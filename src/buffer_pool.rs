//! Pool of reusable `BytesMut` buffers for per-connection read/write scratch space.
//!
//! Every connection needs a read buffer and a write buffer for the lifetime of
//! the socket; allocating and freeing those on every accept/disconnect cycle
//! under heavy churn is wasted work the allocator doesn't need to do twice.

use std::sync::{Arc, OnceLock};

use bytes::BytesMut;
use crossbeam_queue::ArrayQueue;

/// Capacity a freshly-allocated buffer starts at when the pool is empty.
const FRESH_BUFFER_CAPACITY: usize = 2048;

/// Upper bound on how many idle buffers the pool holds onto at once.
const POOL_CAPACITY: usize = 256;

/// A buffer larger than this is released instead of recycled — holding onto
/// an outlier-sized allocation forever would waste more memory than the pool
/// saves in reuse.
const RECYCLE_SIZE_CEILING: usize = 16 * 1024;

pub struct BufferPool {
    slots: ArrayQueue<BytesMut>,
    fresh_capacity: usize,
}

impl BufferPool {
    pub fn new() -> Self {
        Self::with_buffer_size(FRESH_BUFFER_CAPACITY)
    }

    pub fn with_buffer_size(fresh_capacity: usize) -> Self {
        Self {
            slots: ArrayQueue::new(POOL_CAPACITY),
            fresh_capacity,
        }
    }

    /// Take a buffer out of the pool, falling back to a fresh allocation.
    #[inline]
    pub fn get(&self) -> BytesMut {
        self.slots
            .pop()
            .unwrap_or_else(|| BytesMut::with_capacity(self.fresh_capacity))
    }

    /// Return a buffer for reuse. Cleared first so the next caller sees an
    /// empty buffer; dropped instead of recycled if it grew past the ceiling
    /// or the pool is already full.
    #[inline]
    pub fn put(&self, mut buf: BytesMut) {
        if buf.capacity() > RECYCLE_SIZE_CEILING {
            return;
        }
        buf.clear();
        let _ = self.slots.push(buf);
    }

    pub fn len(&self) -> usize {
        self.slots.len()
    }

    pub fn is_empty(&self) -> bool {
        self.slots.is_empty()
    }
}

impl Default for BufferPool {
    fn default() -> Self {
        Self::new()
    }
}

static SHARED: OnceLock<Arc<BufferPool>> = OnceLock::new();

/// The process-wide pool every connection draws from.
pub fn global_pool() -> &'static Arc<BufferPool> {
    SHARED.get_or_init(|| Arc::new(BufferPool::new()))
}

#[inline]
pub fn get_buffer() -> BytesMut {
    global_pool().get()
}

#[inline]
pub fn put_buffer(buf: BytesMut) {
    global_pool().put(buf);
}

□ □ □

Work item: Reproduce the material while keeping each line exactly as it was written.

Result of the task:
filename src/buffer_pool.rs
//! Pool of reusable `BytesMut` buffers for per-connection read/write scratch space.
//!
//! Every connection needs a read buffer and a write buffer for the lifetime of
//! the socket; allocating and freeing those on every accept/disconnect cycle
//! under heavy churn is wasted work the allocator doesn't need to do twice.

use std::sync::{Arc, OnceLock};

use bytes::BytesMut;
use crossbeam_queue::ArrayQueue;

/// Capacity a freshly-allocated buffer starts at when the pool is empty.
const FRESH_BUFFER_CAPACITY: usize = 2048;

/// Upper bound on how many idle buffers the pool holds onto at once.
const POOL_CAPACITY: usize = 256;

/// A buffer larger than this is released instead of recycled — holding onto
/// an outlier-sized allocation forever would waste more memory than the pool
/// saves in reuse.
const RECYCLE_SIZE_CEILING: usize = 16 * 1024;

pub struct BufferPool {
    slots: ArrayQueue<BytesMut>,
    fresh_capacity: usize,
}

impl BufferPool {
    pub fn new() -> Self {
        Self::with_buffer_size(FRESH_BUFFER_CAPACITY)
    }

    pub fn with_buffer_size(fresh_capacity: usize) -> Self {
        Self {
            slots: ArrayQueue::new(POOL_CAPACITY),
            fresh_capacity,
        }
    }

    /// Take a buffer out of the pool, falling back to a fresh allocation.
    #[inline]
    pub fn get(&self) -> BytesMut {
        self.slots
            .pop()
            .unwrap_or_else(|| BytesMut::with_capacity(self.fresh_capacity))
    }

    /// Return a buffer for reuse. Cleared first so the next caller sees an
    /// empty buffer; dropped instead of recycled if it grew past the ceiling
    /// or the pool is already full.
    #[inline]
    pub fn put(&self, mut buf: BytesMut) {
        if buf.capacity() > RECYCLE_SIZE_CEILING {
            return;
        }
        buf.clear();
        let _ = self.slots.push(buf);
    }

    pub fn len(&self) -> usize {
        self.slots.len()
    }

    pub fn is_empty(&self) -> bool {
        self.slots.is_empty()
    }
}

impl Default for BufferPool {
    fn default() -> Self {
        Self::new()
    }
}

static SHARED: OnceLock<Arc<BufferPool>> = OnceLock::new();

/// The process-wide pool every connection draws from.
pub fn global_pool() -> &'static Arc<BufferPool> {
    SHARED.get_or_init(|| Arc::new(BufferPool::new()))
}

#[inline]
pub fn get_buffer() -> BytesMut {
    global_pool().get()
}

#[inline]
pub fn put_buffer(buf: BytesMut) {
    global_pool().put(buf);
}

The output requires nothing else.